Work instructions —
Copy each line of the listing that includes "types".

[Opening Information section]

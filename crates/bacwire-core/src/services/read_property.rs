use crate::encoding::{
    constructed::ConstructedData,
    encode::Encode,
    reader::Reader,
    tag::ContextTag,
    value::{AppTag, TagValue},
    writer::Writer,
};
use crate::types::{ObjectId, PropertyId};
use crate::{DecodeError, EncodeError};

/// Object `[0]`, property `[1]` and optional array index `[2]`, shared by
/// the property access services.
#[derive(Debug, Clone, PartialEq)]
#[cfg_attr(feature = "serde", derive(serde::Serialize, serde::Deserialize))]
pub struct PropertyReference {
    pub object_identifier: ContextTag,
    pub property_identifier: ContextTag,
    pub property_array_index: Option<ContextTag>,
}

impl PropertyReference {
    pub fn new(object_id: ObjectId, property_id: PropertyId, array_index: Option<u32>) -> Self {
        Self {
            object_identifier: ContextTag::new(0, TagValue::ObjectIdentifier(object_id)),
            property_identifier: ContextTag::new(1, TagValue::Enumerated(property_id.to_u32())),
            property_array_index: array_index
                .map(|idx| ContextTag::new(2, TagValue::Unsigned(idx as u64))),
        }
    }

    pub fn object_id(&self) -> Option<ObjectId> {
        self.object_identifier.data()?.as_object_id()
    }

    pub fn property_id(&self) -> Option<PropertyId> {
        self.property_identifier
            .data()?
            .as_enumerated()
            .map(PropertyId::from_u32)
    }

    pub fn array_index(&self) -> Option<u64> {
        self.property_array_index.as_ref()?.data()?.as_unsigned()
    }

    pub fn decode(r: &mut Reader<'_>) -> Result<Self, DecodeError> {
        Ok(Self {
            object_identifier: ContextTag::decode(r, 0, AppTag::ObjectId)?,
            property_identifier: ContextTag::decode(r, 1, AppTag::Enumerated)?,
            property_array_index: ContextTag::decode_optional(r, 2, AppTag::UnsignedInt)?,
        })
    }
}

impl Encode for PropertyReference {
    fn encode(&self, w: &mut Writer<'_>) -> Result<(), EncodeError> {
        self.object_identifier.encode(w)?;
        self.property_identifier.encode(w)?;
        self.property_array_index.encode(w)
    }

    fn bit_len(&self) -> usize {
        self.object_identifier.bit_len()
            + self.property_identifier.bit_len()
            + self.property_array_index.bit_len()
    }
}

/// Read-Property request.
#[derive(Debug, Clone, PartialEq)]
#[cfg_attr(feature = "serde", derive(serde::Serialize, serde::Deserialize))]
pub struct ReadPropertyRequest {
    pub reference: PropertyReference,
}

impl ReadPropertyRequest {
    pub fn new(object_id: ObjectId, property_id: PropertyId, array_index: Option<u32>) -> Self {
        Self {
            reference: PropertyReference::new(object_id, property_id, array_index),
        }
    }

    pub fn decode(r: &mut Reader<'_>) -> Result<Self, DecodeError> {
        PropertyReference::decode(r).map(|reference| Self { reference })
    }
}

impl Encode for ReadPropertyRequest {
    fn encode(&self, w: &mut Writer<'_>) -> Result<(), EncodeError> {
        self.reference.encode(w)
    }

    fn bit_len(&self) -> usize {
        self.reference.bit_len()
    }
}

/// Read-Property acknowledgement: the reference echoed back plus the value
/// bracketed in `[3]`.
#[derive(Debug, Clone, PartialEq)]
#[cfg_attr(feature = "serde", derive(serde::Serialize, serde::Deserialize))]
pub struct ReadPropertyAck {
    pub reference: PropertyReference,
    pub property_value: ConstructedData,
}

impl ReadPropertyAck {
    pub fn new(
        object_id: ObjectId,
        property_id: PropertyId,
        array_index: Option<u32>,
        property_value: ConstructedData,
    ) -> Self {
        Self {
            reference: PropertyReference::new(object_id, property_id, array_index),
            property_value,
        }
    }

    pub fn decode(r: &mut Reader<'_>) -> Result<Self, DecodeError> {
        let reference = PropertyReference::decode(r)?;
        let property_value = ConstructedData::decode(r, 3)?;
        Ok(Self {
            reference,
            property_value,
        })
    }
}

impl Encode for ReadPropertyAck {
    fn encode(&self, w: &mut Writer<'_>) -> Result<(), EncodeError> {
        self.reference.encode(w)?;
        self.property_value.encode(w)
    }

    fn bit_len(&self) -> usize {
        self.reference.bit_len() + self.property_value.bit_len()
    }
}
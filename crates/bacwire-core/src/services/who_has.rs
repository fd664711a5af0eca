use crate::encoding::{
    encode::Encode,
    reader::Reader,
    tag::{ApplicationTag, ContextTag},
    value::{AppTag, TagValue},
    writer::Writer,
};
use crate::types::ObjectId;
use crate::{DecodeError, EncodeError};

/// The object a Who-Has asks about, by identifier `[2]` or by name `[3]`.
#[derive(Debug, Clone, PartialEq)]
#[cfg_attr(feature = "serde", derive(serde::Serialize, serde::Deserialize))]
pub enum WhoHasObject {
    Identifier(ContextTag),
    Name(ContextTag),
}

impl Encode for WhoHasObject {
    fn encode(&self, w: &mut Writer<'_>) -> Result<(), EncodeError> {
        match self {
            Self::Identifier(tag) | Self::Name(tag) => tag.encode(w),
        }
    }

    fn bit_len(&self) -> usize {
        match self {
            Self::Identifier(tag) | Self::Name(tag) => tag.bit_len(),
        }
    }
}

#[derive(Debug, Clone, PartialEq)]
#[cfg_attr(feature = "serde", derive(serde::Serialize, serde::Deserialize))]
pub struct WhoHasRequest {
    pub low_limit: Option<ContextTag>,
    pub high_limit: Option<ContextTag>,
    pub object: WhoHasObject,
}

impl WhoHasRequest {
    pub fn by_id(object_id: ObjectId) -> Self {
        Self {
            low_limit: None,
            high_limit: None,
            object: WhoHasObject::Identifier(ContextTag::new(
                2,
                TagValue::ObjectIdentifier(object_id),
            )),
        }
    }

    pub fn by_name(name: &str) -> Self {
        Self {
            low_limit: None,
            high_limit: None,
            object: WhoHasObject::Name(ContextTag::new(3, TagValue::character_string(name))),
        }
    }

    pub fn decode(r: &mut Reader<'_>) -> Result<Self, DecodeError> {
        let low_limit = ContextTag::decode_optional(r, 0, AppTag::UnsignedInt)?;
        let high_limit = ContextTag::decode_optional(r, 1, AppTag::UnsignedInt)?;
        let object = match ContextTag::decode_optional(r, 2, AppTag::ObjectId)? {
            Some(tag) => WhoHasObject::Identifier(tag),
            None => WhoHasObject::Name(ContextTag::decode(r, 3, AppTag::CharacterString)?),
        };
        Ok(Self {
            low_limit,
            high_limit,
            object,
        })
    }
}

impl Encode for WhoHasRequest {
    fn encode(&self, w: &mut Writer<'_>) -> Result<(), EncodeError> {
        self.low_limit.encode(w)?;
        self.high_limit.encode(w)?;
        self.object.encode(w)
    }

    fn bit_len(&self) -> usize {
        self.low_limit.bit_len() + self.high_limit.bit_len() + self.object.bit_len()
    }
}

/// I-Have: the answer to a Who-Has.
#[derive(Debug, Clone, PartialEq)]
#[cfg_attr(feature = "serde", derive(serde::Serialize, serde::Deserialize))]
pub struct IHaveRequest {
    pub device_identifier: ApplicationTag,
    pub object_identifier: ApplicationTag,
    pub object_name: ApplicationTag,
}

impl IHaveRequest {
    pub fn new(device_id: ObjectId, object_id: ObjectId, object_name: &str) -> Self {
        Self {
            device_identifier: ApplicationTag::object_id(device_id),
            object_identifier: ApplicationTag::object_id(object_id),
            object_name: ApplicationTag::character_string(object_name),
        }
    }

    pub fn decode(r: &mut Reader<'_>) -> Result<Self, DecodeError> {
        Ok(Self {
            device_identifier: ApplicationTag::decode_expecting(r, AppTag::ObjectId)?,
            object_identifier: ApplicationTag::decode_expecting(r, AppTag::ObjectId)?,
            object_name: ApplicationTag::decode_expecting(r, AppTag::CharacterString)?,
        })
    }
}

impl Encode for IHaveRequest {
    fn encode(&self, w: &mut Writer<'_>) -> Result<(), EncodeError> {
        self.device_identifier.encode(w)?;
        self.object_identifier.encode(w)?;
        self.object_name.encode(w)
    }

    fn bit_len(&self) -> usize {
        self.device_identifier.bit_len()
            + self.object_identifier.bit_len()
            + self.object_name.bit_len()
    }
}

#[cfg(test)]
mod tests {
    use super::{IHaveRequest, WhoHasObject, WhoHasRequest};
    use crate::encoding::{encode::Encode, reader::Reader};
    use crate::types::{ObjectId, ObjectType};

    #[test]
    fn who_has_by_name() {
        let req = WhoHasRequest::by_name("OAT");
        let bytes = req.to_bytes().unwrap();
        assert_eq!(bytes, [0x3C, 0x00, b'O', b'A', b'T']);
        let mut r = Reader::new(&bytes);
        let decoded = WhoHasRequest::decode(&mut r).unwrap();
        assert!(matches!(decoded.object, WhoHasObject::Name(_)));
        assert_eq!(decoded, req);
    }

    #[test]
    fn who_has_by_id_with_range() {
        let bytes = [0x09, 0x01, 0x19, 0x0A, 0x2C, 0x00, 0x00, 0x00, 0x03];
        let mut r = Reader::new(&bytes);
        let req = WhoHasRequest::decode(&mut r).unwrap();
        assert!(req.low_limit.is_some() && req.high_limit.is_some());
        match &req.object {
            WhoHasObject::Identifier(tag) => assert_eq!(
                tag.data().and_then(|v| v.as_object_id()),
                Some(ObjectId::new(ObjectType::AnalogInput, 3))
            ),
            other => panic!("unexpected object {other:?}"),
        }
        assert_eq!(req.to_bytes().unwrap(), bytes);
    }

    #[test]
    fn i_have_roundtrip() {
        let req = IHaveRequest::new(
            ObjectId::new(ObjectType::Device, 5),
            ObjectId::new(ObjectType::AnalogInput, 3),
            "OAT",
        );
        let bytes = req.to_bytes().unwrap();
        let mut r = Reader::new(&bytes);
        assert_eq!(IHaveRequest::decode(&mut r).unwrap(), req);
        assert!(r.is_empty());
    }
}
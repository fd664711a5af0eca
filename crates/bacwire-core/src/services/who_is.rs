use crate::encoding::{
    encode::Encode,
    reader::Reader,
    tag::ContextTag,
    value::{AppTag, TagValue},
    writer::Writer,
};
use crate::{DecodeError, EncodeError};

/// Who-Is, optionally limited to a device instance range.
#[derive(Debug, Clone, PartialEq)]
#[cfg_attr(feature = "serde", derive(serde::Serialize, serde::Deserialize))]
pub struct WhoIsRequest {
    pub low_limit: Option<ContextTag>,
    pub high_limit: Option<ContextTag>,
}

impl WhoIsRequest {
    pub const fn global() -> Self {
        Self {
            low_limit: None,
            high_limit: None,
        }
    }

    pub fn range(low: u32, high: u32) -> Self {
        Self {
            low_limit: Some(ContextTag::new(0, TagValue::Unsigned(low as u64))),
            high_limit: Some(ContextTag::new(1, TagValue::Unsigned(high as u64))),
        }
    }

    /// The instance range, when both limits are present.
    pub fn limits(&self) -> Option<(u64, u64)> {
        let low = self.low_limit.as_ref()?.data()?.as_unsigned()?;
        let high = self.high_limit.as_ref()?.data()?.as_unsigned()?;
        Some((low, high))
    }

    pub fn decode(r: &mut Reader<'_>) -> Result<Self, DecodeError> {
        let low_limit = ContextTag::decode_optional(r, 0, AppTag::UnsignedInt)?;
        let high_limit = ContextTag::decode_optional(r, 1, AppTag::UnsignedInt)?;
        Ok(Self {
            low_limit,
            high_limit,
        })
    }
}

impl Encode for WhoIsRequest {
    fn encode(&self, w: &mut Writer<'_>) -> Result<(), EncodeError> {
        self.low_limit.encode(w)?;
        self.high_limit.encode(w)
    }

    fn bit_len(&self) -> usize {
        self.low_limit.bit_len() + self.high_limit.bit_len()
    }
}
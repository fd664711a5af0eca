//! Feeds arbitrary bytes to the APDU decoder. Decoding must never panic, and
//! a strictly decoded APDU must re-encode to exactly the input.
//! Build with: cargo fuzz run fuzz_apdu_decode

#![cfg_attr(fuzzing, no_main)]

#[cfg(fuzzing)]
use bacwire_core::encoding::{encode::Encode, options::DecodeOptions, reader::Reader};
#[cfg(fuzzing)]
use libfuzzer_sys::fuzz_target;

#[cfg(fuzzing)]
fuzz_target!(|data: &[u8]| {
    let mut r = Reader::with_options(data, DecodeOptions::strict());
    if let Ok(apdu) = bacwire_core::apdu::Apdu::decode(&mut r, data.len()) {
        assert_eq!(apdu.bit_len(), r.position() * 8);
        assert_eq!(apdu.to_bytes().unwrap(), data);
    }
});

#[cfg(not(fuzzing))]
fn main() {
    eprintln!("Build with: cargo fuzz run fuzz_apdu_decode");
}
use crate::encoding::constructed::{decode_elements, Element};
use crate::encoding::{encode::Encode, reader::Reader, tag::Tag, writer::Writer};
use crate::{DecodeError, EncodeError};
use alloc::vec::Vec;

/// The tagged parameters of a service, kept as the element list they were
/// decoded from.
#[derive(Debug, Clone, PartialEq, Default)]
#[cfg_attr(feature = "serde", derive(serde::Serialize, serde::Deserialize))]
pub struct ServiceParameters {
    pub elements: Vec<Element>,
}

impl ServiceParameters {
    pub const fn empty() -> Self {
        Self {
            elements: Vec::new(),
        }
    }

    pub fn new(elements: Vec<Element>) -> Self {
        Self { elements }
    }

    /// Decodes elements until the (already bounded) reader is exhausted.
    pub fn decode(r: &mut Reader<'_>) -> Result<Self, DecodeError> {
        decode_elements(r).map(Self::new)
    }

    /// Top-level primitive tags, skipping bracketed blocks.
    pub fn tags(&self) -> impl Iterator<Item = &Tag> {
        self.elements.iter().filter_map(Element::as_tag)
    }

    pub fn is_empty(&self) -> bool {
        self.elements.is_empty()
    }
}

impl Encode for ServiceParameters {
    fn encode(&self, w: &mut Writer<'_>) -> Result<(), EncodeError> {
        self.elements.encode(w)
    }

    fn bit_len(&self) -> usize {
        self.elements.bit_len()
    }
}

[Closing Information section]

Exercise answer —
use crate::types::{ObjectId, PropertyId};
use crate::types::ObjectId;
    use crate::types::{ObjectId, ObjectType};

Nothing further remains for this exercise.